X2 serves both as an indicator of area socio-economic status and a measure of within county income disparities. It is an index of concentration at extremes, abbreviated as ICE [55], obtained from the 2016 American Community Survey as [(t.high)i − (t.low)i]/Ti, where Ti is total households in county i, (t.high)i is the number of households with incomes over $150,000 and (t.low)i is the number of households with incomes below $15,000. The highest and lowest scores on this index are for Loudoun (Virginia) and Holmes county (Mississippi), respectively. This variable was found to be a clearer measure of area socio-economic status in the regression than county poverty rates.

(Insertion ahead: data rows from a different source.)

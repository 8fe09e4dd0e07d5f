use std::collections::HashSet;

use regex::Regex;
use tracing::{debug, info};
use url::Url;

use crate::fetcher::Fetcher;

const SITEMAP_PATH: &str = "sitemap.xml";

/// Document URLs listed in the site's `sitemap.xml`. A missing sitemap is no documents.
pub async fn fetch_document_urls(fetcher: &Fetcher, root: &Url, suffix: &str) -> Vec<String> {
    let Ok(sitemap_url) = root.join(SITEMAP_PATH) else {
        return Vec::new();
    };

    debug!("Fetching sitemap: {}", sitemap_url);
    let Some(page) = fetcher.fetch_page(sitemap_url.as_str()).await else {
        return Vec::new();
    };

    let urls = scan_document_urls(&page.body, suffix);
    if !urls.is_empty() {
        info!("Sitemap {} lists {} documents", sitemap_url, urls.len());
    }
    urls
}

/// Scan raw sitemap text for absolute URLs ending in `suffix`.
///
/// The body is never parsed as XML, so broken or non-XML sitemaps still yield links.
pub fn scan_document_urls(body: &str, suffix: &str) -> Vec<String> {
    let pattern = format!(r#"https?://[^\s"'<>]+{}"#, regex::escape(suffix));
    let Ok(re) = Regex::new(&pattern) else {
        return Vec::new();
    };

    let mut seen = HashSet::new();
    re.find_iter(body)
        .map(|m| m.as_str().to_string())
        .filter(|u| seen.insert(u.clone()))
        .collect()
}

// ── Tests ──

X3 is a measure of social capital based on the index of Rupasingha et al. [31]. X4 is a measure of urban-rural status, namely the 2010 Census proportion of county population living in rural areas. X5 is a measure of racial-ethnic segregation from the County Health Rankings (https://www.countyhealthrankings.org/); this is an index of dissimilarity where higher values indicate greater residential segregation between non-white and white county residents.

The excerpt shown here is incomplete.